Domestic team information
- 2021–2024: Nottinghamshire (squad no. 98)
- 2024: → Worcestershire (on loan)
- 2024: → Northamptonshire (on loan)
- 2025–2026: Worcestershire (squad no. 7)
- FC debut: 27 September 2024 Northamptonshire v Yorkshire
- LA debut: 6 August 2021 Nottinghamshire v Yorkshire

Career statistics
| Competition | FC | LA | T20 |
| Matches | 8 | 34 | 17 |
| Runs scored | 128 | 322 | 26 |
| Batting average | 16.00 | 18.94 | 6.50 |
| 100s/50s | 0/0 | 0/1 | 0/0 |
| Top score | 26* | 60 | 10 |
| Balls bowled | 959 | 1,439 | 296 |
| Wickets | 17 | 46 | 16 |
| Bowling average | 37.23 | 30.56 | 23.75 |
| 5 wickets in innings | 1 | 1 | 0 |
| 10 wickets in match | 0 | 0 | 0 |
| Best bowling | 5/74 | 6/32 | 3/17 |
| Catches/stumpings | 4/– | 7/– | 3/– |
- Source: Cricinfo, 27 September 2026

= Fateh Singh (cricketer) =

English cricketer (born 2004)

Fateh Singh (born 20 April 2004) is an English cricketer.

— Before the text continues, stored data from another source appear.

use std::net::SocketAddr;
use std::path::PathBuf;
use std::sync::Arc;
use std::thread;
use std::time::Duration;

use parking_lot::Mutex;
use tracing::{debug, error, info, warn};

use secret_common::sync::ShutdownSignal;
use secret_common::transport::{Dispatch, FrameHandler, FrameServer, PeerMessenger, TcpMessenger};
use secret_common::{
    ComputeMessage, CoordinatorMessage, Frame, GlobalId, PeerInfo, ProviderMessage, Result,
    SecretError, SenderId, EOF_SENTINEL,
};

use crate::completion::{Completion, SentinelOutcome};
use crate::config::CoordinatorConfig;
use crate::merge::{write_output, MergeFrontier};
use crate::registry::{Registry, RosterRelease};

/// Summary of a finished session.
#[derive(Debug, Clone, PartialEq, Eq)]
pub struct SessionReport {
    pub output_path: PathBuf,
    pub lines_written: usize,
    pub compute_nodes: usize,
    pub data_providers: usize,
}

/// Session state shared by every connection worker.
pub(crate) struct Session {
    output_path: PathBuf,
    watchdog_delay: Duration,
    registry: Registry,
    completion: Arc<Completion>,
    messenger: Arc<dyn PeerMessenger>,
    shutdown: ShutdownSignal,
    outcome: Mutex<Option<Result<SessionReport>>>,
}

impl Session {
    pub(crate) fn new(
        config: &CoordinatorConfig,
        messenger: Arc<dyn PeerMessenger>,
        shutdown: ShutdownSignal,
    ) -> Self {
        Self {
            output_path: config.output_path.clone(),
            watchdog_delay: config.watchdog_delay(),
            registry: Registry::new(config.compute_count, config.provider_count),
            completion: Arc::new(Completion::new(config.compute_count)),
            messenger,
            shutdown,
            outcome: Mutex::new(None),
        }
    }

    pub(crate) fn registry(&self) -> &Registry {
        &self.registry
    }

    pub(crate) fn take_outcome(&self) -> Option<Result<SessionReport>> {
        self.outcome.lock().take()
    }

    fn on_compute_register(&self, frame: &Frame) -> Result<()> {
        let peer = PeerInfo::parse(frame.text()?, true)?;
        let admission = self.registry.register_compute(peer.clone());

        let sent = match admission.id {
            Some(id) => self.messenger.send(
                &peer.addr(),
                Frame::new(SenderId::coordinator(), ComputeMessage::GlobalId, id.to_string()),
            ),
            None => Ok(()),
        };
        if let Some(release) = admission.release {
            self.release_rosters(release);
        }
        sent
    }

    fn on_provider_register(&self, frame: &Frame) -> Result<()> {
        let peer = PeerInfo::parse(frame.text()?, false)?;
        if let Some(release) = self.registry.register_provider(peer) {
            self.release_rosters(release);
        }
        Ok(())
    }

    fn release_rosters(&self, release: RosterRelease) {
        let providers = release.providers.serialize();
        let computes = release.computes.serialize();

        for provider in release.recipients() {
            let frames = vec![
                Frame::new(SenderId::coordinator(), ProviderMessage::DpiInfo, providers.clone()),
                Frame::new(SenderId::coordinator(), ProviderMessage::ComputeInfo, computes.clone()),
            ];
            match self.messenger.send_batch(&provider.addr(), frames) {
                Ok(()) => debug!("Sent rosters to data provider {}", provider.addr()),
                Err(e) => error!("Failed to send rosters to {}: {}", provider.addr(), e),
            }
        }
    }

    fn on_output(&self, origin: GlobalId, frame: Frame) -> Result<()> {
        let text = String::from_utf8(frame.payload)
            .map_err(|e| SecretError::Protocol(format!("output is not UTF-8: {}", e)))?;
        self.completion.push_fragment(origin, text)
    }

    /// Ends the output of `origin`. A payload other than the bare sentinel
    /// carries the origin's last lines.
    fn on_end_of_output(&self, origin: GlobalId, frame: Frame) -> Result<()> {
        let trailing = frame.text()?.trim() != EOF_SENTINEL;
        if trailing && self.completion.is_finished(origin)? {
            warn!("Output from compute node {} after its end of output, ignoring", origin);
            return Ok(());
        }
        if trailing {
            self.on_output(origin, frame)?;
        }

        match self.completion.mark_finished(origin)? {
            SentinelOutcome::Duplicate => {
                warn!("Duplicate end of output from compute node {}, ignoring", origin);
            }
            SentinelOutcome::Pending { first } => {
                info!(
                    "Compute node {} finished ({}/{})",
                    origin,
                    self.completion.finished_count(),
                    self.registry.expected_computes()
                );
                if first {
                    self.start_watchdog();
                }
            }
            SentinelOutcome::Complete { first } => {
                if first {
                    self.start_watchdog();
                }
                info!("Compute node {} finished, every result is in", origin);
                self.finish();
            }
        }
        Ok(())
    }

    /// Reports nodes that are still working once the delay has passed.
    fn start_watchdog(&self) {
        let completion = self.completion.clone();
        let shutdown = self.shutdown.clone();
        let delay = self.watchdog_delay;

        let spawned = thread::Builder::new()
            .name("completion-watchdog".to_string())
            .spawn(move || {
                if shutdown.wait_timeout(delay) {
                    return;
                }
                let missing = completion.unfinished();
                if !missing.is_empty() {
                    let ids: Vec<String> = missing.iter().map(GlobalId::to_string).collect();
                    warn!(
                        "Still waiting for compute nodes [{}] {}s after the first finished",
                        ids.join(", "),
                        delay.as_secs()
                    );
                }
            });
        if let Err(e) = spawned {
            warn!("Could not start completion watchdog: {}", e);
        }
    }

    fn finish(&self) {
        let outcome = self.merge_and_write();
        match &outcome {
            Ok(report) => info!(
                "Wrote {} lines to {}",
                report.lines_written,
                report.output_path.display()
            ),
            Err(e) => error!("Failed to write {}: {}", self.output_path.display(), e),
        }
        *self.outcome.lock() = Some(outcome);

        self.terminate_all();
        self.shutdown.trigger();
    }

    fn merge_and_write(&self) -> Result<SessionReport> {
        let mut frontier = MergeFrontier::new();
        for fragment in self.completion.take_fragments() {
            frontier.push_fragment(&fragment.text);
        }
        debug!("Merging {} output lines", frontier.len());

        let lines_written = write_output(&self.output_path, frontier.drain())?;
        let (providers, computes) = self.registry.all_peers();
        Ok(SessionReport {
            output_path: self.output_path.clone(),
            lines_written,
            compute_nodes: computes.len(),
            data_providers: providers.len(),
        })
    }

    fn terminate_all(&self) {
        let (providers, computes) = self.registry.all_peers();
        let targets = providers
            .iter()
            .map(|p| {
                (p, Frame::new(SenderId::coordinator(), ProviderMessage::Terminate, Vec::new()))
            })
            .chain(computes.iter().map(|p| {
                (p, Frame::new(SenderId::coordinator(), ComputeMessage::Terminate, Vec::new()))
            }));

        thread::scope(|scope| {
            for (peer, frame) in targets {
                let messenger = self.messenger.as_ref();
                scope.spawn(move || {
                    if let Err(e) = messenger.send(&peer.addr(), frame) {
                        warn!("Failed to terminate {}: {}", peer.addr(), e);
                    }
                });
            }
        });
        info!("Sent terminate to every registered peer");
    }
}

impl FrameHandler for Session {
    fn handle(&self, frame: Frame, peer: SocketAddr) -> Result<()> {
        let kind = frame.kind::<CoordinatorMessage>()?;
        debug!("{:?} from {} (sender {})", kind, peer, frame.sender);

        match kind {
            CoordinatorMessage::ComputeRegister => self.on_compute_register(&frame),
            CoordinatorMessage::ProviderRegister => self.on_provider_register(&frame),
            CoordinatorMessage::Output => {
                let origin = frame.sender.global_id()?;
                self.on_output(origin, frame)
            }
            CoordinatorMessage::EndOfOutput => {
                let origin = frame.sender.global_id()?;
                self.on_end_of_output(origin, frame)
            }
        }
    }
}

/// The Coordination Server.
///
/// # Example
///
/// ```no_run
/// use secret_coordinator::{CoordinationServer, CoordinatorConfig};
///
/// let config = CoordinatorConfig::new(2, 3, "results.tsv");
/// let server = CoordinationServer::bind(config).unwrap();
/// println!("listening on {}", server.local_addr());
/// let report = server.run().unwrap();
/// println!("{} lines merged", report.lines_written);
/// ```
pub struct CoordinationServer {
    server: FrameServer,
    session: Arc<Session>,
    shutdown: ShutdownSignal,
}

impl CoordinationServer {
    pub fn bind(config: CoordinatorConfig) -> Result<Self> {
        Self::with_messenger(config, Arc::new(TcpMessenger::new()))
    }

    pub fn with_messenger(
        config: CoordinatorConfig,
        messenger: Arc<dyn PeerMessenger>,
    ) -> Result<Self> {
        config.validate()?;
        let server = FrameServer::bind(&config.bind_addr(), Dispatch::Pool(config.pool_size()))?;
        let shutdown = ShutdownSignal::new();
        let session = Arc::new(Session::new(&config, messenger, shutdown.clone()));

        info!(
            "Coordination server expecting {} compute nodes and {} data providers",
            config.compute_count, config.provider_count
        );
        Ok(Self {
            server,
            session,
            shutdown,
        })
    }

    pub fn local_addr(&self) -> SocketAddr {
        self.server.local_addr()
    }

    /// Handle to stop the server from another thread.
    pub fn shutdown_signal(&self) -> ShutdownSignal {
        self.shutdown.clone()
    }

    /// Serves the session until every result is merged and written.
    pub fn run(self) -> Result<SessionReport> {
        self.server
            .run_with_handler(self.session.clone(), &self.shutdown)?;

        self.session.take_outcome().unwrap_or_else(|| {
            Err(SecretError::Connection(
                "coordination server stopped before every compute node finished".to_string(),
            ))
        })
    }
}
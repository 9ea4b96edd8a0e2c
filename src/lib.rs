//! # SECRET
//!
//! Peers of a secure multi-party association study session:
//!
//! - [`coordinator`]: registration barrier, completion detection, result merge
//! - [`provider`]: partitions, encrypts and streams one institution's records
//! - [`compute`]: receives every provider's shard and computes results
//! - [`common`]: wire protocol, transport and crypto shared by all of them
//!
//! The `secret` binary in `secret-cli` starts any of the three roles from a
//! JSON configuration file.

pub use secret_common as common;
pub use secret_compute as compute;
pub use secret_coordinator as coordinator;
pub use secret_provider as provider;
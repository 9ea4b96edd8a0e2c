//! Phenotype files requested by Compute Nodes.
//!
//! Each phenotype lives in `<phenotype_dir>/<name>.tsv`: a header line, then
//! one line per subject whose last column is the value. Boolean values are
//! sent as `1` and `0`.

use std::fs;
use std::path::Path;

use secret_common::crypto::{to_base64, SymmetricKey};
use secret_common::{ComputeMessage, Frame, Result, SecretError, SenderId};

/// Name of the constant intercept term, which is never read from disk.
pub const INTERCEPT: &str = "1";

fn normalize(value: &str) -> String {
    match value.trim() {
        "true" => "1".to_string(),
        "false" => "0".to_string(),
        other => other.to_string(),
    }
}

/// Reads the values of one phenotype, header excluded.
pub fn load_phenotype(dir: &Path, name: &str) -> Result<Vec<String>> {
    if name.is_empty() || name.contains(['/', '\\']) || name.contains("..") {
        return Err(SecretError::Protocol(format!("invalid phenotype name {:?}", name)));
    }

    let path = dir.join(format!("{}.tsv", name));
    let text = fs::read_to_string(&path).map_err(|e| {
        SecretError::Config(format!("cannot read phenotype file {}: {}", path.display(), e))
    })?;

    Ok(text
        .lines()
        .skip(1)
        .filter(|line| !line.trim().is_empty())
        .map(|line| normalize(line.rsplit('\t').next().unwrap_or(line)))
        .collect())
}

fn seal_text(key: &SymmetricKey, text: &str) -> Result<String> {
    Ok(to_base64(&key.encrypt(text.as_bytes())?))
}

/// Builds the phenotype messages for one Compute Node.
///
/// The last name is the outcome: it yields `PatientCount` and `YValue`.
/// Every other name except the intercept yields a `Covariant`.
pub fn phenotype_frames(
    sender: &SenderId,
    dir: &Path,
    names: &[String],
    key: &SymmetricKey,
) -> Result<Vec<Frame>> {
    let (outcome, covariants) = names
        .split_last()
        .ok_or_else(|| SecretError::Protocol("empty phenotype request".to_string()))?;

    let outcome_values = load_phenotype(dir, outcome)?;
    let mut frames = vec![
        Frame::new(
            sender.clone(),
            ComputeMessage::PatientCount,
            seal_text(key, &outcome_values.len().to_string())?,
        ),
        Frame::new(
            sender.clone(),
            ComputeMessage::YValue,
            seal_text(key, &outcome_values.join("\t"))?,
        ),
    ];

    for name in covariants.iter().filter(|name| name.as_str() != INTERCEPT) {
        let values = load_phenotype(dir, name)?;
        frames.push(Frame::new(
            sender.clone(),
            ComputeMessage::Covariant,
            format!("{} {}", name, seal_text(key, &values.join("\t"))?),
        ));
    }
    Ok(frames)
}
//! # SECRET CLI Entry Point
//!
//! One binary for every peer role of a session.
//!
//! ## Usage
//!
//! ```bash
//! # Start the Coordination Server
//! secret coordinator -c coordinator.json
//!
//! # Start a Data Provider
//! secret provider -c dpi1.json
//!
//! # Start a Compute Node on a different port than configured
//! secret compute -c enclave.json --bind-port 8702
//! ```
//!
//! Log verbosity defaults to `info` and follows `RUST_LOG` when set.

use std::path::PathBuf;

use anyhow::{Context, Result};
use argh::FromArgs;

use secret_compute::{ComputeConfig, ComputeNode};
use secret_coordinator::{CoordinationServer, CoordinatorConfig};
use secret_provider::{DataProvider, ProviderConfig};

#[derive(FromArgs)]
/// SECRET - secure multi-party association study runner
struct Cli {
    #[argh(subcommand)]
    command: Commands,
}

#[derive(FromArgs)]
#[argh(subcommand)]
enum Commands {
    Coordinator(CoordinatorArgs),
    Provider(ProviderArgs),
    Compute(ComputeArgs),
}

#[derive(FromArgs)]
#[argh(subcommand, name = "coordinator")]
/// start the Coordination Server
struct CoordinatorArgs {
    /// path to the coordinator JSON configuration
    #[argh(option, short = 'c')]
    config: PathBuf,

    /// port to listen on, overriding the configuration
    #[argh(option, long = "bind-port")]
    bind_port: Option<u16>,
}

#[derive(FromArgs)]
#[argh(subcommand, name = "provider")]
/// start a Data Provider
struct ProviderArgs {
    /// path to the data provider JSON configuration
    #[argh(option, short = 'c')]
    config: PathBuf,

    /// port to listen on, overriding the configuration
    #[argh(option, long = "bind-port")]
    bind_port: Option<u16>,
}

#[derive(FromArgs)]
#[argh(subcommand, name = "compute")]
/// start a Compute Node
struct ComputeArgs {
    /// path to the compute node JSON configuration
    #[argh(option, short = 'c')]
    config: PathBuf,

    /// port to listen on, overriding the configuration
    #[argh(option, long = "bind-port")]
    bind_port: Option<u16>,
}

fn run_coordinator(args: CoordinatorArgs) -> Result<()> {
    let mut config = CoordinatorConfig::load(&args.config)
        .with_context(|| format!("loading {}", args.config.display()))?;
    if let Some(port) = args.bind_port {
        config.bind_port = port;
    }

    let server = CoordinationServer::bind(config)?;
    tracing::info!("Coordination server listening on {}", server.local_addr());
    let report = server.run()?;
    tracing::info!(
        "Session complete: {} lines from {} compute nodes and {} data providers in {}",
        report.lines_written,
        report.compute_nodes,
        report.data_providers,
        report.output_path.display()
    );
    Ok(())
}

fn run_provider(args: ProviderArgs) -> Result<()> {
    let mut config = ProviderConfig::load(&args.config)
        .with_context(|| format!("loading {}", args.config.display()))?;
    if let Some(port) = args.bind_port {
        config.bind_port = port;
    }

    let name = config.name.clone();
    let provider = DataProvider::bind(config)?;
    tracing::info!("Data provider {} listening on {}", name, provider.local_addr());
    provider
        .run()
        .with_context(|| format!("data provider {} failed", name))
}

fn run_compute(args: ComputeArgs) -> Result<()> {
    let mut config = ComputeConfig::load(&args.config)
        .with_context(|| format!("loading {}", args.config.display()))?;
    if let Some(port) = args.bind_port {
        config.bind_port = port;
    }

    let node = ComputeNode::bind(config)?;
    tracing::info!("Compute node listening on {}", node.local_addr());
    node.run().context("compute node failed")
}

fn main() -> Result<()> {
    let cli: Cli = argh::from_env();

    // Set default log level to INFO, but allow RUST_LOG env var to override
    let env_filter = tracing_subscriber::EnvFilter::try_from_default_env()
        .unwrap_or_else(|_| tracing_subscriber::EnvFilter::new("info"));
    tracing_subscriber::fmt().with_env_filter(env_filter).init();

    match cli.command {
        Commands::Coordinator(args) => run_coordinator(args),
        Commands::Provider(args) => run_provider(args),
        Commands::Compute(args) => run_compute(args),
    }
}
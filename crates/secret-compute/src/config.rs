use std::path::Path;

use serde::{Deserialize, Serialize};

use secret_common::config::{default_hostname, hardware_concurrency, load_json, CoordinatorAddr};
use secret_common::transport::DEFAULT_MAX_FRAME_PAYLOAD;
use secret_common::{PeerInfo, Result, SecretError, SenderId};

fn default_bind_host() -> String {
    "0.0.0.0".to_string()
}

fn default_max_frame_payload() -> usize {
    DEFAULT_MAX_FRAME_PAYLOAD
}

/// Compute Node settings.
///
/// ```json
/// {
///   "hostname": "127.0.0.1",
///   "enclave_node_bind_port": 8701,
///   "thread_count": 4,
///   "covariants": ["1", "age"],
///   "y_val_name": "case",
///   "institutions": ["dpi1", "dpi2"],
///   "coordination_server_info": { "hostname": "127.0.0.1", "port": 8500 }
/// }
/// ```
#[derive(Debug, Clone, PartialEq, Eq, Serialize, Deserialize)]
pub struct ComputeConfig {
    /// Hostname announced to the other peers.
    #[serde(default = "default_hostname")]
    pub hostname: String,

    #[serde(default = "default_bind_host")]
    pub bind_host: String,

    #[serde(rename = "enclave_node_bind_port", alias = "bind_port")]
    pub bind_port: u16,

    /// Also the shard capacity: each provider generates this many slot keys.
    #[serde(default = "hardware_concurrency")]
    pub thread_count: usize,

    /// Phenotypes requested besides the outcome; `1` is the intercept.
    #[serde(default)]
    pub covariants: Vec<String>,

    #[serde(alias = "outcome")]
    pub y_val_name: String,

    /// Names of every Data Provider expected to stream data.
    pub institutions: Vec<String>,

    /// Upper bound for one `Output` payload.
    #[serde(default = "default_max_frame_payload")]
    pub max_frame_payload: usize,

    #[serde(rename = "coordination_server_info", alias = "coordinator")]
    pub coordinator: CoordinatorAddr,
}

impl ComputeConfig {
    pub fn new(
        institutions: Vec<String>,
        y_val_name: impl Into<String>,
        coordinator: CoordinatorAddr,
    ) -> Self {
        Self {
            hostname: default_hostname(),
            bind_host: default_bind_host(),
            bind_port: 0,
            thread_count: 1,
            covariants: Vec::new(),
            y_val_name: y_val_name.into(),
            institutions,
            max_frame_payload: default_max_frame_payload(),
            coordinator,
        }
    }

    pub fn load(path: &Path) -> Result<Self> {
        let config: Self = load_json(path)?;
        config.validate()?;
        Ok(config)
    }

    pub fn validate(&self) -> Result<()> {
        if self.thread_count == 0 {
            return Err(SecretError::Config("thread_count must be at least 1".to_string()));
        }
        if self.institutions.is_empty() {
            return Err(SecretError::Config("institutions must not be empty".to_string()));
        }
        for name in &self.institutions {
            SenderId::new(name.clone())
                .map_err(|_| SecretError::Config(format!("invalid institution {:?}", name)))?;
        }
        if self.y_val_name.trim().is_empty() {
            return Err(SecretError::Config("y_val_name must not be empty".to_string()));
        }
        if self.max_frame_payload < 256 {
            return Err(SecretError::Config(format!(
                "max_frame_payload {} is too small",
                self.max_frame_payload
            )));
        }
        if self.hostname.contains(char::is_whitespace) || self.hostname.is_empty() {
            return Err(SecretError::Config(format!("invalid hostname {:?}", self.hostname)));
        }
        Ok(())
    }

    pub fn bind_addr(&self) -> String {
        format!("{}:{}", self.bind_host, self.bind_port)
    }

    /// Phenotype names in request order, outcome last.
    pub fn phenotype_request(&self) -> String {
        self.covariants
            .iter()
            .map(String::as_str)
            .chain(std::iter::once(self.y_val_name.as_str()))
            .collect::<Vec<_>>()
            .join("\t")
    }

    /// This node's registration record for a given listening port.
    pub fn peer_info(&self, port: u16) -> PeerInfo {
        PeerInfo::compute(self.hostname.clone(), port, self.thread_count)
    }
}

He made his List A debut on 6 August 2021, for Nottinghamshire in the 2021 Royal London One-Day Cup. In December 2021, he was named in England's team for the 2022 ICC Under-19 Cricket World Cup in the West Indies. Singh joined Northamptonshire on loan in September 2024, going on to make his first-class debut for the club against Yorkshire in the County Championship. He left Nottinghamshire to join Worcestershire on a three-year contract in November 2024.